GJFD fights fire with foam
Compressed air foam already installed on 2 engines
Fighting fire with foam; it may sound unusual, but officials with the Grand Junction Fire Department said it's the future of the industry.
The new technology has been implemented at various fire departments across the country.
It's called a Compressed Air Foam System (CAFS) and it's already been installed on two of Grand Junctions fire engines.
According to Training Officer Mike Gazdak, the new technology mixes a very small amount of biodegradable foam with air and water.
Gazdak said the foam provides a safer environment for crews to fight the fire, helps clear the smoke more quickly and uses quite a bit less water than traditional methods of firefighting.
Captains with the Summit Fire Department near Flagstaff, Arizona, were in Grand Junction Thursday morning to introduce our firefighters to the new system.
"It kind of has the consistency of shaving cream, and it will hang on the building for a long time," said Gazdak.
"It will actually insulate the building from the effects of fire. And you know, keep it a little bit more protected than if we just put plain water on the building," he added.

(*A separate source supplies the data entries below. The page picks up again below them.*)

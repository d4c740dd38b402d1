//! Download pipeline
//!
//! A bounded worker pool that hydrates items from `Ghost`/`Error` to
//! `Hydrated`. Work arrives through a bounded two-level priority queue
//! (foreground opens beat background prefetch). Per item the pipeline
//! fetches fresh metadata (pre-authenticated URL, current ETag, expected
//! hash), streams content into the cache - chunked with a persisted
//! [`DownloadSession`] above the chunk threshold so a restart resumes at
//! the last offset - verifies the quick-xor hash, and commits the result
//! in one atomic batch.

use std::sync::Arc;

use dashmap::DashMap;
use tokio::task::JoinHandle;
use tokio_util::sync::CancellationToken;
use tracing::{debug, info, warn};

use driftfs_core::domain::{
    CorrelationId, DownloadSession, DriftError, Inode, ItemState, NodeId,
};
use driftfs_graph::items;
use driftfs_store::records;

use crate::retry::with_backoff;
use crate::scheduler::Priority;
use crate::status::TransferEvent;
use crate::SyncDeps;

use crate::queue::WorkQueue;

// ============================================================================
// Pipeline
// ============================================================================

/// The hydration pipeline
pub struct DownloadPipeline {
    deps: Arc<SyncDeps>,
    queue: Arc<WorkQueue>,
    /// Serializes transfers per inode
    locks: DashMap<NodeId, Arc<tokio::sync::Mutex<()>>>,
}

impl DownloadPipeline {
    pub fn new(deps: Arc<SyncDeps>) -> Arc<Self> {
        let capacity = deps.config.download.queue as usize;
        Arc::new(Self {
            deps,
            queue: Arc::new(WorkQueue::new(capacity)),
            locks: DashMap::new(),
        })
    }

    /// Starts the worker pool; returns the worker handles
    pub fn spawn_workers(self: &Arc<Self>, shutdown: CancellationToken) -> Vec<JoinHandle<()>> {
        let workers = self.deps.config.download.workers as usize;
        (0..workers)
            .map(|worker| {
                let pipeline = self.clone();
                let shutdown = shutdown.clone();
                tokio::spawn(async move {
                    debug!(worker, "Download worker started");
                    while let Some(node) = pipeline.queue.pop(&shutdown).await {
                        if let Err(e) = pipeline.process(node, &shutdown).await {
                            warn!(worker, node = %node, error = %e, "Hydration failed");
                        }
                    }
                    debug!(worker, "Download worker stopped");
                })
            })
            .collect()
    }

    /// Enqueues a hydration request
    pub fn enqueue(&self, node: NodeId, priority: Priority) -> Result<(), DriftError> {
        self.queue.push(node, priority)
    }

    /// Hydrates a node and waits for the outcome
    ///
    /// Used by the read path: subscribes to status before enqueueing so the
    /// completion event cannot be missed, then waits for this node's
    /// terminal event.
    pub async fn hydrate_and_wait(
        &self,
        node: NodeId,
        cancel: &CancellationToken,
    ) -> Result<(), DriftError> {
        let mut events = self.deps.status.subscribe();

        // Already hydrated between the caller's check and now.
        match self.deps.index.get(node).map(|i| i.state().clone()) {
            Some(ItemState::Hydrated | ItemState::DirtyLocal | ItemState::Conflict) => {
                return Ok(())
            }
            Some(_) => {}
            None => return Err(DriftError::NotFound(format!("node {node}"))),
        }

        self.enqueue(node, Priority::Foreground)?;

        loop {
            tokio::select! {
                event = events.recv() => match event {
                    Ok(TransferEvent::HydrationCompleted { node: done }) if done == node => {
                        return Ok(());
                    }
                    Ok(TransferEvent::HydrationFailed { node: failed, error }) if failed == node => {
                        return Err(DriftError::Validation(error));
                    }
                    Ok(_) => {}
                    Err(_) => {
                        // Lagged or closed; fall back to polling the state.
                        let state = self.deps.index.get(node).map(|i| i.state().clone());
                        match state {
                            Some(ItemState::Hydrated) => return Ok(()),
                            Some(ItemState::Error(e)) => return Err(DriftError::Validation(e)),
                            _ => events = self.deps.status.subscribe(),
                        }
                    }
                },
                _ = cancel.cancelled() => return Err(DriftError::Cancelled),
            }
        }
    }

    /// Processes one hydration, start to commit
    pub async fn process(
        &self,
        node: NodeId,
        shutdown: &CancellationToken,
    ) -> Result<(), DriftError> {
        let lock = self
            .locks
            .entry(node)
            .or_insert_with(|| Arc::new(tokio::sync::Mutex::new(())))
            .clone();
        let _guard = lock.lock().await;

        let Some(mut inode) = self.deps.index.get(node) else {
            return Ok(()); // removed while queued
        };
        match inode.state() {
            ItemState::Ghost | ItemState::Error(_) => {}
            other => {
                debug!(node = %node, state = %other, "Skipping hydration, state moved on");
                return Ok(());
            }
        }
        let Some(remote_id) = inode.remote_id().cloned() else {
            return Err(DriftError::Validation(format!(
                "node {node} has no remote id to hydrate from"
            )));
        };

        inode.start_hydrating()?;
        self.deps.index.apply(inode).await?;
        self.deps
            .status
            .emit(TransferEvent::HydrationStarted { node });

        let correlation = CorrelationId::new();
        debug!(node = %node, %correlation, "Hydration started");

        let retries = self.deps.config.download.retries;
        let result = with_backoff("hydrate", retries, shutdown, |_| {
            self.transfer(node, &remote_id, shutdown)
        })
        .await;

        match result {
            Ok(()) => {
                self.deps
                    .status
                    .emit(TransferEvent::HydrationCompleted { node });
                Ok(())
            }
            Err(e) => {
                warn!(node = %node, %correlation, error = %e, "Hydration gave up");
                if let Some(mut inode) = self.deps.index.get(node) {
                    inode.mark_error(e.to_string());
                    self.deps.index.apply(inode).await?;
                }
                self.deps.status.emit(TransferEvent::HydrationFailed {
                    node,
                    error: e.to_string(),
                });
                Err(e)
            }
        }
    }

    /// One transfer attempt: metadata, content, verify, commit
    async fn transfer(
        &self,
        node: NodeId,
        remote_id: &driftfs_core::domain::RemoteId,
        cancel: &CancellationToken,
    ) -> Result<(), DriftError> {
        let deps = &self.deps;

        // Fresh metadata for a valid pre-authenticated URL and current ETag.
        deps.pacer.acquire("metadata").await;
        let meta = items::get_item(deps.client.as_ref(), remote_id).await?;

        let etag = meta
            .etag()
            .ok_or_else(|| DriftError::Validation(format!("item {remote_id} without etag")))?;
        let expected_hash = meta.quick_xor_hash();
        let size = meta.size.unwrap_or(0);
        let url = meta.download_url.clone().unwrap_or_else(|| {
            format!("/me/drive/items/{}/content", remote_id.as_str())
        });

        let chunk_bytes = deps.config.download.chunk_bytes;

        if size > chunk_bytes {
            self.transfer_chunked(node, &url, size, expected_hash.clone(), chunk_bytes, cancel)
                .await?;
        } else {
            deps.pacer.acquire("download").await;
            let bytes = deps.client.get_stream(&url, &[], 0, None).await?;
            deps.cache.truncate(node, 0).await?;
            deps.cache.write(node, 0, &bytes).await?;
        }

        // Verify, with one re-download on checksum mismatch before surfacing.
        let final_size = match &expected_hash {
            Some(expected) => match deps.cache.finalize(node, expected).await {
                Ok(size) => size,
                Err(DriftError::Validation(_)) => {
                    warn!(node = %node, "Checksum mismatch, re-downloading once");
                    deps.pacer.acquire("download").await;
                    let bytes = deps.client.get_stream(&url, &[], 0, None).await?;
                    deps.cache.truncate(node, 0).await?;
                    deps.cache.write(node, 0, &bytes).await?;
                    deps.cache.finalize(node, expected).await?
                }
                Err(other) => return Err(other),
            },
            None => deps
                .cache
                .stat(node)
                .await?
                .map(|s| s.size)
                .unwrap_or(0),
        };

        // Single commit: inode transition + hash record + session cleanup.
        let mut inode = deps
            .index
            .get(node)
            .ok_or_else(|| DriftError::NotFound(format!("node {node}")))?;
        let hash = match expected_hash {
            Some(hash) => hash,
            None => deps.cache.compute_hash(node).await?.0,
        };
        inode.complete_hydration(etag, hash.clone(), final_size)?;

        let ops = vec![
            records::content_hash_put(node, &hash)?,
            records::download_session_delete(node),
        ];
        deps.index.commit(vec![inode], ops).await?;

        info!(node = %node, bytes = final_size, "Hydrated");
        Ok(())
    }

    /// Chunked transfer with a persisted session for resume
    async fn transfer_chunked(
        &self,
        node: NodeId,
        url: &str,
        size: u64,
        expected_hash: Option<driftfs_core::domain::QuickXorHash>,
        chunk_bytes: u64,
        cancel: &CancellationToken,
    ) -> Result<(), DriftError> {
        let deps = &self.deps;

        // Resume from a persisted session when it still matches the item.
        let mut session = match deps.store.get_download_session(node).await? {
            Some(existing)
                if existing.expected_size == size
                    && existing.expected_hash == expected_hash =>
            {
                debug!(node = %node, offset = existing.next_offset, "Resuming chunked download");
                existing
            }
            _ => {
                deps.cache.truncate(node, 0).await?;
                DownloadSession::new(node, size, expected_hash)
            }
        };

        while session.next_offset < size {
            if cancel.is_cancelled() {
                return Err(DriftError::Cancelled);
            }

            let offset = session.next_offset;
            let len = chunk_bytes.min(size - offset);

            deps.pacer.acquire("download").await;
            let bytes = deps.client.get_stream(url, &[], offset, Some(len)).await?;
            if bytes.is_empty() {
                return Err(DriftError::Validation(format!(
                    "empty range response at offset {offset}"
                )));
            }
            deps.cache.write(node, offset, &bytes).await?;

            session.advance_to(offset + bytes.len() as u64);
            deps.store
                .batch(vec![records::download_session_put(&session)?])
                .await?;

            let percent = ((session.next_offset * 100) / size.max(1)).min(100) as u8;
            deps.status
                .emit(TransferEvent::HydrationProgress { node, percent });
        }

        Ok(())
    }

    /// Drops a queued or persisted transfer for a node
    pub async fn abandon(&self, node: NodeId) -> Result<(), DriftError> {
        self.deps
            .store
            .batch(vec![records::download_session_delete(node)])
            .await
    }
}

/// Enqueues every resumable download found at startup
pub async fn resume_pending(
    pipeline: &Arc<DownloadPipeline>,
) -> Result<usize, DriftError> {
    let sessions = pipeline.deps.store.load_download_sessions().await?;
    let mut resumed = 0;
    for session in sessions {
        if pipeline
            .deps
            .index
            .get(session.node)
            .is_some_and(|i| matches!(i.state(), ItemState::Ghost | ItemState::Error(_)))
        {
            pipeline.enqueue(session.node, Priority::Background)?;
            resumed += 1;
        }
    }
    if resumed > 0 {
        info!(resumed, "Re-enqueued interrupted downloads");
    }
    Ok(resumed)
}

/// Helper for building an inode eligible for hydration checks
#[must_use]
pub fn needs_hydration(inode: &Inode) -> bool {
    matches!(inode.state(), ItemState::Ghost) && !inode.is_directory()
}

And with drought conditions persisting on the Western Slope, conserving water is something everyone's being asked to do. So the new system couldn't come at a more perfect time.
Gazdak said, "It's a good thing, I mean if we can put a fire out with less water, that's great, make it safer for our firefighters. And it also gives us an opportunity for wildland fires, haystacks, things like that."
Fire officials said the foam technology is also excellent at treating structure fires, particularly wood, and can even pretreat buildings which are at risk for exposure.
Fire officials believe it's possible that all of Grand Junction's fire engines will be equipped with the compressed foam technology in the future.